Recommendation 8: The recommended ablation power of percutaneous microwave ablation for spinal metastases is 20–80 W, and the time is 1–15 min (strong recommendation; evidence Level: D).

Selecting appropriate ablation power and time can improve the treatment result and reduce the accompanying complications to ablation. In the above databases, a total of 17 studies[15],[29],[31],[34],[35],[36],[37],[38],[39],[40],[41],[43],[44],[45],[46],[48],[49] specifically introduced the power and/or time of microwave ablation. Ke et al.[40] retrospectively summarized the data of 24 cases of percutaneous microwave ablation for spinal metastases. The ablation power was 66.40 ± 12.08 (range 40–80 W), and the ablation time was 3.99 ± 2.48 min. Postoperative pain was significantly relieved, and nerve function was normal. Kastler et al.[34] reported percutaneous microwave ablation of spinal metastases in 17 patients with a total of 20 lesions. The ablation power ranged between 30 and 70 W (average 60 W); the ablation time was 4.4 ± 2.7 min and each lesion was ablated with an average of 3.8 cycles. Pain was significantly relieved except for one patient. The effect lasted >6 months, and no serious complications occurred in any cases. Pusceddu et al.[39] used microwave ablation to treat spinal metastases and used a single needle in tumors with a maximum diameter <3.5 cm. The ablation time was 7 ± 5 min, and the power 50 ± 20 W. After complete metastases ablation, treatment results were good. In summary, the power and time selection during percutaneous microwave ablation should refer to the specific working parameters of the equipment to be used, and comprehensively evaluate factors such as the size, scope, the nature of the metastases, and real-time temperature monitoring of the surrounding spinal cord and nerves.

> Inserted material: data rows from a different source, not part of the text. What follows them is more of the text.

// search-core/src/config.rs
//! 配置模块
//!
//! 搜索设置只在边界处校验：非法值被拒绝，原值保留，不会有错误进入排序流程。

use std::time::Duration;

use serde::{Deserialize, Serialize};

use crate::error::{Result, SearchError};

pub const DEFAULT_SEARCH_DELAY_MS: u64 = 300;
pub const DEFAULT_MAX_RESULTS: usize = 50;
pub const DEFAULT_SHOW_PREVIEW: bool = true;
pub const DEFAULT_CONTEXT_LENGTH: usize = 100;

/// 搜索设置
#[derive(Debug, Clone, PartialEq, Eq, Serialize, Deserialize)]
#[serde(rename_all = "kebab-case", from = "toml::Table")]
pub struct SearchSettings {
    /// 最后一次输入到开始扫描之间的延迟（毫秒）
    pub search_delay: u64,
    pub max_results: usize,
    pub show_preview: bool,
    /// 摘录中命中前后各保留的字符数
    pub context_length: usize,
}

impl Default for SearchSettings {
    fn default() -> Self {
        Self {
            search_delay: DEFAULT_SEARCH_DELAY_MS,
            max_results: DEFAULT_MAX_RESULTS,
            show_preview: DEFAULT_SHOW_PREVIEW,
            context_length: DEFAULT_CONTEXT_LENGTH,
        }
    }
}

impl SearchSettings {
    pub const KEYS: [&'static str; 4] = [
        "search-delay",
        "max-results",
        "show-preview",
        "context-length",
    ];

    pub fn search_delay(&self) -> Duration {
        Duration::from_millis(self.search_delay)
    }

    /// 设置单个字段，值以字符串形式给出
    ///
    /// 键名接受 kebab-case 和 snake_case。失败时当前值不变。
    pub fn apply(&mut self, key: &str, raw: &str) -> Result<()> {
        let value = raw.trim();
        match normalize_key(key).as_str() {
            "search-delay" => {
                self.search_delay = parse_integer(key, value, 0)?;
            }
            "max-results" => {
                self.max_results = parse_integer(key, value, 1)?;
            }
            "context-length" => {
                self.context_length = parse_integer(key, value, 1)?;
            }
            "show-preview" => {
                self.show_preview = value.parse().map_err(|_| SearchError::InvalidSetting {
                    key: key.to_string(),
                    value: raw.to_string(),
                    reason: "expected `true` or `false`",
                })?;
            }
            _ => return Err(SearchError::UnknownSetting(key.to_string())),
        }
        Ok(())
    }

    /// 读取单个字段的当前值
    pub fn get(&self, key: &str) -> Result<String> {
        match normalize_key(key).as_str() {
            "search-delay" => Ok(self.search_delay.to_string()),
            "max-results" => Ok(self.max_results.to_string()),
            "context-length" => Ok(self.context_length.to_string()),
            "show-preview" => Ok(self.show_preview.to_string()),
            _ => Err(SearchError::UnknownSetting(key.to_string())),
        }
    }

    /// 把表中的值逐项合并到默认值上，非法或未知的项记录警告后跳过
    pub fn from_table(table: &toml::Table) -> Self {
        let mut settings = Self::default();
        for (key, value) in table {
            let raw = match value {
                toml::Value::String(s) => s.clone(),
                toml::Value::Integer(i) => i.to_string(),
                toml::Value::Float(f) => f.to_string(),
                toml::Value::Boolean(b) => b.to_string(),
                other => {
                    tracing::warn!("设置项 `{}` 的类型不受支持: {}", key, other.type_str());
                    continue;
                }
            };
            if let Err(e) = settings.apply(key, &raw) {
                tracing::warn!("忽略设置项: {}", e);
            }
        }
        settings
    }

    /// 从 TOML 文本加载，语法错误返回错误，单项非法值只跳过该项
    pub fn from_toml_str(content: &str) -> Result<Self> {
        let table: toml::Table = toml::from_str(content)?;
        Ok(Self::from_table(&table))
    }

    pub fn to_toml_string(&self) -> Result<String> {
        Ok(toml::to_string_pretty(self)?)
    }
}

impl From<toml::Table> for SearchSettings {
    fn from(table: toml::Table) -> Self {
        Self::from_table(&table)
    }
}

fn normalize_key(key: &str) -> String {
    key.trim().replace('_', "-").to_ascii_lowercase()
}

fn parse_integer<T>(key: &str, value: &str, min: T) -> Result<T>
where
    T: std::str::FromStr + PartialOrd,
{
    let invalid = |reason| SearchError::InvalidSetting {
        key: key.to_string(),
        value: value.to_string(),
        reason,
    };
    let parsed: T = value
        .parse()
        .map_err(|_| invalid("expected a non-negative integer"))?;
    if parsed < min {
        return Err(invalid("value is below the allowed minimum"));
    }
    Ok(parsed)
}

#[cfg(test)]
mod tests {
    use super::*;
    use rstest::rstest;

    #[test]
    fn test_defaults() {
        let settings = SearchSettings::default();
        assert_eq!(settings.search_delay(), Duration::from_millis(300));
        assert_eq!(settings.max_results, 50);
        assert!(settings.show_preview);
        assert_eq!(settings.context_length, 100);
    }

    #[rstest]
    #[case("search-delay", "0", "0")]
    #[case("search_delay", "150", "150")]
    #[case("max-results", "10", "10")]
    #[case("context-length", " 40 ", "40")]
    #[case("show-preview", "false", "false")]
    fn test_apply_valid(#[case] key: &str, #[case] raw: &str, #[case] expected: &str) {
        let mut settings = SearchSettings::default();
        settings.apply(key, raw).unwrap();
        assert_eq!(settings.get(key).unwrap(), expected);
    }

    #[rstest]
    #[case("search-delay", "-1")]
    #[case("search-delay", "soon")]
    #[case("max-results", "0")]
    #[case("max-results", "2.5")]
    #[case("context-length", "0")]
    #[case("context-length", "")]
    #[case("show-preview", "maybe")]
    fn test_apply_invalid_keeps_previous(#[case] key: &str, #[case] raw: &str) {
        let mut settings = SearchSettings::default();
        let before = settings.clone();
        let err = settings.apply(key, raw).unwrap_err();
        assert!(matches!(err, SearchError::InvalidSetting { .. }));
        assert_eq!(settings, before);
    }

    #[test]
    fn test_unknown_key() {
        let mut settings = SearchSettings::default();
        assert!(matches!(
            settings.apply("font-size", "12"),
            Err(SearchError::UnknownSetting(_))
        ));
    }

    #[test]
    fn test_from_toml_merges_over_defaults() {
        let settings = SearchSettings::from_toml_str(
            r#"
            max-results = 20
            context-length = 0
            show-preview = "false"
            theme = "dark"
            "#,
        )
        .unwrap();

        assert_eq!(settings.max_results, 20);
        assert_eq!(settings.context_length, DEFAULT_CONTEXT_LENGTH);
        assert!(!settings.show_preview);
        assert_eq!(settings.search_delay, DEFAULT_SEARCH_DELAY_MS);
    }

    #[test]
    fn test_toml_round_trip_through_serde() {
        let mut settings = SearchSettings::default();
        settings.apply("max-results", "7").unwrap();
        let text = settings.to_toml_string().unwrap();
        assert!(text.contains("max-results = 7"));
        let loaded: SearchSettings = toml::from_str(&text).unwrap();
        assert_eq!(loaded, settings);
    }

    #[test]
    fn test_syntax_error_is_reported() {
        assert!(matches!(
            SearchSettings::from_toml_str("max-results = "),
            Err(SearchError::Parse(_))
        ));
    }
}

Clinical question 9: What are the complications of percutaneous microwave ablation for spinal metastases and how to avoid them?

Recommendation 9: Postoperative complications of percutaneous microwave ablation for spinal metastases include spinal cord, nerve root, skin, and soft tissue injuries. The application of microwave ablation in the treatment of spinal metastases needs to strictly follow the indications. It is recommended to use short-term, multi-cycle ablation under temperature monitoring to reduce the risk of complications (weak recommendation; evidence Level: D).

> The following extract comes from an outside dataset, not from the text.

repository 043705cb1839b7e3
pub type Result<T> = color_eyre::Result<T>;

pub use color_eyre::eyre::WrapErr;
pub use color_eyre::eyre::eyre as error;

To find out the characteristics, risks, and solutions of postoperative complications of percutaneous microwave ablation in spinal metastases, a total of 20 articles were selected.[15],[23],[30],[31],[32],[34],[35],[36],[37],[38],[39],[40],[41],[43],[44],[45],[46],[47],[48],[49] Postoperative complications occurred in six cases in 395 patients, including two nerve root injuries, one skin burn, two skin infections, and one spinal cord injury. The complication rate was 1.52% (6/395). In conclusion, percutaneous microwave ablation is a relatively safe method for the treatment of spinal metastases.

Solutions for the complications reported in the literature include: (1) shortening the duration of each microwave ablation, or a short-term, multi-cycle ablation strategy. Controlling the ablation range, avoiding excessive damage to important tissues[16],[32],[33],[34],[39],[56]; (2) controlling microwave ablation power[15],[23],[30],[32],[33],[34],[36],[37],[39],[40],[41],[42],[43],[44],[45],[46],[47],[48],[57]; (3) strict patient screening. This method is not suitable for patients with destruction of the posterior wall of the vertebral body, or when the tumor is too close to the nerve root or spinal cord.[15],[23],[30],[32],[33],[34],[36],[37],[39],[40],[41],[42],[43],[44],[45],[46],[47],[48],[57] Therefore, strictly following the indications, percutaneous microwave ablation is recommended for the treatment of spinal metastases.

Surgical indications and contraindications for open microwave ablation

Clinical question 10: Can open decompression combined with microwave ablation be used in spinal metastases with spinal cord compression or spinal axial instability?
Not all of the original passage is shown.